Physicists prove energy input predicts molecular behavior

The world within a cell is a chaotic space, where the quantity and movement of molecules and proteins are in constant flux. Trying to predict how widely a protein or process may fluctuate is essential to knowing how well a cell is performing. But such predictions are hard to pin down in a cell’s open system, where everything can look hopelessly random.

Now physicists at MIT have proved that at least one factor can set a limit, or bound, on a given protein or process’ fluctuations: energy. Given the amount of energy that a cell is spending, or dissipating, the fluctuations in a particular protein’s quantity, for example, must be within a specific range; fluctuations outside this range would be deemed impossible, according to the laws of thermodynamics.

This idea also works in the opposite direction: Given a range of fluctuations in, say, the rate of a motor protein’s rotation, the researchers can determine the minimum amount of energy that the cell must be expending to drive that rotation.

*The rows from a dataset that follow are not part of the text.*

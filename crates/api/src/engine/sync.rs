//! Equipment synchronization coordinator.
//!
//! Grants are pushed by isolated background workers (see
//! [`sync_worker`](super::sync_worker)); the request that triggers a
//! dispatch returns as soon as the job record exists. Revocation is the
//! opposite: it runs inline because it backs interactive disable/delete and
//! its failures must reach the caller.

use std::collections::BTreeSet;
use std::sync::Arc;
use std::time::Duration;

use accessgate_core::directory::{AccessPoint, Directory, Equipment, Person};
use accessgate_core::error::CoreError;
use accessgate_core::types::DbId;
use accessgate_db::models::access_release::AccessRelease;
use accessgate_db::models::sync_job::{NewSyncJob, SyncJob, SyncJobListQuery};
use accessgate_equipment::messages::{
    RemoveAccessRequest, WeekPlanTemplateRequest, WorkScheduleRequest,
};
use accessgate_equipment::EquipmentGateway;
use futures::future::join_all;
use tokio::sync::mpsc;
use tokio_util::task::TaskTracker;

use crate::engine::store::{ReleaseStore, SyncJobStore};
use crate::engine::sync_worker::{bounded, SyncMessage, SyncWorker, WorkerReport};
use crate::error::{AppError, AppResult};

#[derive(Clone)]
pub struct SyncCoordinator {
    jobs: Arc<dyn SyncJobStore>,
    releases: Arc<dyn ReleaseStore>,
    directory: Directory,
    gateway: Arc<dyn EquipmentGateway>,
    call_timeout: Duration,
    tracker: TaskTracker,
}

impl SyncCoordinator {
    pub fn new(
        jobs: Arc<dyn SyncJobStore>,
        releases: Arc<dyn ReleaseStore>,
        directory: Directory,
        gateway: Arc<dyn EquipmentGateway>,
        call_timeout: Duration,
    ) -> Self {
        Self {
            jobs,
            releases,
            directory,
            gateway,
            call_timeout,
            tracker: TaskTracker::new(),
        }
    }

    // -----------------------------------------------------------------------
    // Grant path (background)
    // -----------------------------------------------------------------------

    /// Persist a job for `releases` on `equipment` and hand it to a fresh
    /// worker task. Returns without waiting for any equipment call.
    pub async fn dispatch(
        &self,
        equipment: &Equipment,
        releases: Vec<AccessRelease>,
        audience: Vec<DbId>,
    ) -> AppResult<SyncJob> {
        let total_docs = i32::try_from(releases.len()).map_err(|_| {
            CoreError::Validation(format!("Too many releases in one job: {}", releases.len()))
        })?;

        let job = self
            .jobs
            .create(&NewSyncJob {
                tenant_id: equipment.tenant_id,
                equipment_id: equipment.id,
                person_type_ids: audience,
                total_docs,
            })
            .await?;

        let (tx, rx) = mpsc::channel(1);
        let worker = SyncWorker::new(
            Arc::clone(&self.jobs),
            self.directory.clone(),
            Arc::clone(&self.gateway),
            self.call_timeout,
        );
        let handle = self.tracker.spawn(worker.run(rx));

        tx.send(SyncMessage {
            releases,
            job_id: job.id,
            equipment: equipment.clone(),
            tenant_id: equipment.tenant_id,
        })
        .await
        .map_err(|_| AppError::InternalError("Sync worker exited before receiving its job".into()))?;

        let job_id = job.id;
        let equipment_id = equipment.id;
        self.tracker.spawn(async move {
            let report = match handle.await {
                Ok(report) => report,
                Err(e) => WorkerReport::Error {
                    error: format!("Sync worker crashed: {e}"),
                },
            };
            match report {
                WorkerReport::Completed => {
                    tracing::info!(job_id, equipment_id, "Sync worker completed");
                }
                WorkerReport::Error { error } => {
                    tracing::error!(job_id, equipment_id, error = %error, "Sync worker failed");
                }
            }
        });

        tracing::info!(
            job_id,
            equipment_id,
            total_docs,
            "Sync job dispatched"
        );
        Ok(job)
    }

    /// One job per equipment behind the access points `release` covers.
    pub async fn dispatch_release(&self, release: &AccessRelease) -> AppResult<Vec<SyncJob>> {
        let points = self.points_in_scope(release).await?;
        let equipment = self
            .resolve_equipment(equipment_ids(points.iter()), release.tenant_id)
            .await?;

        let mut jobs = Vec::with_capacity(equipment.len());
        for device in &equipment {
            let job = self
                .dispatch(device, vec![release.clone()], vec![release.person_type_id])
                .await?;
            jobs.push(job);
        }
        Ok(jobs)
    }

    /// Onboard a device: confirm it is reachable, register every work
    /// schedule template of the tenant, then push the active releases of
    /// the requested person types that are entitled to one of its points.
    pub async fn sync_equipment(
        &self,
        equipment_id: DbId,
        person_type_ids: &[DbId],
        tenant_id: DbId,
    ) -> AppResult<SyncJob> {
        let equipment = self.directory.equipment(equipment_id, tenant_id).await?;

        if let Err(e) = bounded(
            self.call_timeout,
            &equipment.ip,
            self.gateway.health_check(&equipment.ip),
        )
        .await
        {
            tracing::warn!(equipment_id, ip = %equipment.ip, error = %e, "Equipment unreachable");
            return Err(CoreError::NotFound {
                entity: "Equipment",
                id: equipment_id,
            }
            .into());
        }

        self.register_work_schedules(&equipment).await?;

        let mut audience = Vec::new();
        for person_type_id in person_type_ids {
            let points = self
                .directory
                .access_points
                .find_all_by_person_type_id(*person_type_id, tenant_id)
                .await?;
            if points.iter().any(|p| p.equipment_ids.contains(&equipment_id)) {
                audience.push(*person_type_id);
            }
        }

        let releases = if audience.is_empty() {
            Vec::new()
        } else {
            self.releases
                .list_active_by_person_types(tenant_id, &audience)
                .await?
        };

        self.dispatch(&equipment, releases, audience).await
    }

    /// Push a person type's active releases to every equipment behind the
    /// access points it is entitled to.
    pub async fn sync_person_type(
        &self,
        person_type_id: DbId,
        tenant_id: DbId,
    ) -> AppResult<Vec<SyncJob>> {
        let points = self
            .directory
            .access_points
            .find_all_by_person_type_id(person_type_id, tenant_id)
            .await?;
        let equipment = self
            .resolve_equipment(equipment_ids(points.iter()), tenant_id)
            .await?;
        let releases = self
            .releases
            .list_active_by_person_types(tenant_id, &[person_type_id])
            .await?;

        let mut jobs = Vec::with_capacity(equipment.len());
        for device in &equipment {
            let job = self
                .dispatch(device, releases.clone(), vec![person_type_id])
                .await?;
            jobs.push(job);
        }
        Ok(jobs)
    }

    /// Reachability check run before a device is accepted.
    pub async fn verify_equipment(&self, ip: &str) -> AppResult<()> {
        bounded(self.call_timeout, ip, self.gateway.health_check(ip))
            .await
            .map_err(|e| {
                tracing::warn!(ip, error = %e, "Equipment verification failed");
                AppError::Core(CoreError::Equipment(format!(
                    "Equipment at {ip} is not reachable: {e}"
                )))
            })
    }

    // -----------------------------------------------------------------------
    // Revoke path (synchronous)
    // -----------------------------------------------------------------------

    /// Remove `person` from every device guarding an access point their
    /// person type is entitled to, except general exits.
    ///
    /// Every device is attempted; if any fails, one error naming each
    /// failing device is returned.
    pub async fn remove_from_all_equipment(&self, person: &Person) -> AppResult<()> {
        let points = self
            .directory
            .access_points
            .find_all_by_person_type_id(person.person_type_id, person.tenant_id)
            .await?;
        let equipment = self
            .resolve_equipment(
                equipment_ids(points.iter().filter(|p| !p.general_exit)),
                person.tenant_id,
            )
            .await?;

        let results = join_all(equipment.iter().map(|device| async move {
            let request = RemoveAccessRequest {
                person_id: person.id,
                ip: device.ip.clone(),
            };
            bounded(
                self.call_timeout,
                &device.ip,
                self.gateway.remove_access(&request),
            )
            .await
            .map_err(|e| format!("equipment {} ({}): {e}", device.id, device.ip))
        }))
        .await;

        let failures: Vec<String> = results.into_iter().filter_map(Result::err).collect();
        if failures.is_empty() {
            tracing::info!(
                person_id = person.id,
                devices = equipment.len(),
                "Access revoked from equipment"
            );
            return Ok(());
        }

        tracing::warn!(
            person_id = person.id,
            failed = failures.len(),
            devices = equipment.len(),
            "Access revocation partially failed"
        );
        Err(CoreError::Equipment(format!(
            "Failed to revoke access for person {} on {} of {} equipment: {}",
            person.id,
            failures.len(),
            equipment.len(),
            failures.join("; ")
        ))
        .into())
    }

    /// Fire-and-forget revocation for a person seen at a gate without an
    /// active release.
    pub fn revoke_in_background(&self, person: Person) {
        let coordinator = self.clone();
        self.tracker.spawn(async move {
            if let Err(e) = coordinator.remove_from_all_equipment(&person).await {
                tracing::error!(person_id = person.id, error = %e, "Background revocation failed");
            }
        });
    }

    // -----------------------------------------------------------------------
    // Reads
    // -----------------------------------------------------------------------

    pub async fn get_job(&self, id: DbId, tenant_id: DbId) -> AppResult<SyncJob> {
        self.jobs
            .find_by_id(id, tenant_id)
            .await?
            .ok_or_else(|| {
                CoreError::NotFound {
                    entity: "SyncJob",
                    id,
                }
                .into()
            })
    }

    pub async fn list_jobs(
        &self,
        tenant_id: DbId,
        params: &SyncJobListQuery,
    ) -> AppResult<Vec<SyncJob>> {
        Ok(self.jobs.list(tenant_id, params).await?)
    }

    /// Workers and background revocations still running.
    pub fn in_flight(&self) -> usize {
        self.tracker.len()
    }

    /// Wait for every in-flight worker and background revocation.
    pub async fn wait_idle(&self) {
        self.tracker.close();
        self.tracker.wait().await;
        self.tracker.reopen();
    }

    // ---- private helpers ----

    async fn points_in_scope(&self, release: &AccessRelease) -> AppResult<Vec<AccessPoint>> {
        if let Some(point_id) = release.access_point_id {
            let point = self
                .directory
                .access_point(point_id, release.tenant_id)
                .await?;
            return Ok(vec![point]);
        }

        let mut points = Vec::new();
        for area_id in &release.area_ids {
            points.extend(
                self.directory
                    .access_points
                    .find_all_by_area_id(*area_id, release.tenant_id)
                    .await?,
            );
        }
        Ok(points)
    }

    async fn resolve_equipment(
        &self,
        ids: BTreeSet<DbId>,
        tenant_id: DbId,
    ) -> AppResult<Vec<Equipment>> {
        let mut equipment = Vec::with_capacity(ids.len());
        for id in ids {
            match self.directory.equipment.find_by_id(id, tenant_id).await? {
                Some(device) => equipment.push(device),
                None => tracing::warn!(equipment_id = id, tenant_id, "Linked equipment not found"),
            }
        }
        Ok(equipment)
    }

    async fn register_work_schedules(&self, equipment: &Equipment) -> AppResult<()> {
        let schedules = self
            .directory
            .work_schedules
            .find_all(equipment.tenant_id)
            .await?;

        for schedule in &schedules {
            let template = WeekPlanTemplateRequest {
                id: schedule.code,
                name: schedule.name.clone(),
                ip: equipment.ip.clone(),
            };
            bounded(
                self.call_timeout,
                &equipment.ip,
                self.gateway.add_week_plan_template(&template),
            )
            .await
            .map_err(|e| CoreError::Equipment(e.to_string()))?;

            let request = WorkScheduleRequest::for_device(schedule, &equipment.ip);
            bounded(
                self.call_timeout,
                &equipment.ip,
                self.gateway.add_work_schedule(&request),
            )
            .await
            .map_err(|e| CoreError::Equipment(e.to_string()))?;
        }

        tracing::info!(
            equipment_id = equipment.id,
            schedules = schedules.len(),
            "Work schedules registered on equipment"
        );
        Ok(())
    }
}

/// Distinct equipment ids behind `points`, in ascending order.
fn equipment_ids<'a>(points: impl Iterator<Item = &'a AccessPoint>) -> BTreeSet<DbId> {
    points
        .flat_map(|p| p.equipment_ids.iter().copied())
        .collect()
}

“This ends up being a very powerful, general statement about what is physically possible, or what is not physically possible, in a microscopic system,” says Jeremy England, the Thomas D. and Virginia W. Cabot Assistant Professor of Physics at MIT. “It’s also a generally applicable design constraint for the architecture of anything you want to make at the nanoscale.”

For instance, knowing how energy and microscopic fluctuations relate will help scientists design more reliable nanomachines, for applications ranging from drug delivery to fuel cell technology. These tiny synthetic machines are designed to mimic a molecule’s motor-like behavior, but getting them to perform reliably at the nanoscale has proven extremely difficult.

“This is a general proof that shows that how much energy you feed the system is related in a quantitative way to how reliable you’ve made it,” England says. “Having this constraint immediately gives you intuition, and a sort of road-ready yardstick to hold up to whatever it is you’re trying to design, to see if it’s feasible, and to direct it toward things that are feasible.”

England and his colleagues, including Physics of Living Systems Fellow Todd Gingrich, postdoc Jordan Horowitz, and graduate student Nikolay Perunov, have published their results this week in Physical Review Letters.

Making sense of microscopic motions

The researchers’ paper was inspired by another study published last summer by scientists in Germany, who speculated that a cell’s energy dissipation might shape the fluctuations in certain microscopic processes. That paper addressed only typical fluctuations. England and his colleagues wondered whether the same results could be extended to include rare, “freak” instances, such as a sudden, temporary spike in a cell’s protein quantity.

The team started with a general master equation, a model that describes motion of small systems, be it in the number or directional rotation for a given protein. The researchers then employed large deviation theory, which is a mathematical technique that is used to determine the probability distributions of processes that occur over a long period time, to evaluate how a microscopic system such as a rotating protein would behave. They then calculated, essentially, how the system fluctuated over a long period of time — for instance, how often a protein rotated clockwise versus counterclockwise — and then developed a probability distribution for those fluctuations.

That distribution turns out to have a general form, which the team found could be bounded, or limited, by a simple mathematical expression. When they translated this expression into thermodynamic terms, to apply to the fluctuations in cells and other microscopic systems, they found that the bound boiled down to energy dissipation. In other words, how a microscopic system fluctuates is constrained by the energy put into the system.

“We have in mind trying to make some sense of molecular systems,” Gingrich says. “What this proof tells us is, even without observing every single feature, by measuring the amount of energy lost from the system to the environment, it teaches us and limits the set of possibilities of what could be going on with the microscopic motions.”

Pushing out of equilibrium

The team found that the minimum amount of energy required to produce a given distribution of fluctuations is related to a state that is “near-equilibrium.” Systems that are at equilibrium are essentially at rest, with no energy coming in or out of the system. Any movement within the system is entirely due to the effect of the surrounding temperature, and therefore, fluctuations in whether a protein turns clockwise or counterclockwise, for example, are completely random, with an equal chance of rotating in either direction. Near-equilibrium systems are close to this state of rest; directional motion is generated by a small input of energy, but many features of the motion still appear as they do in equilibrium.

Most living systems, however, operate far from equilibrium, with so much energy constantly flowing into and out of a cell that the fluctuations of molecular proteins and processes do not resemble anything in equilibrium. Lacking a similarity to equilibrium, it has been hard for scientists to uncover many general features of nonequilibrium fluctuations. England and his colleagues have shown that a comparison can nevertheless be made: Fluctuations occurring far from equilibrium must be at least as large as those that occur near equilibrium.

The team says scientists can use the relationships established in its proof to understand the energy requirements in certain cellular systems, as well as to design reliable synthetic molecular machines.

“One of the things that’s confusing about life is, it happens on a microscopic scale where there are a lot of processes that look pretty random,” Gingrich says. “We view this proof as a signpost: Here is one thing that at least must be true, even in those extreme, far-from-equilibrium situations where life is operating.”

This research was supported in part by the Gordon and Betty Moore Foundation.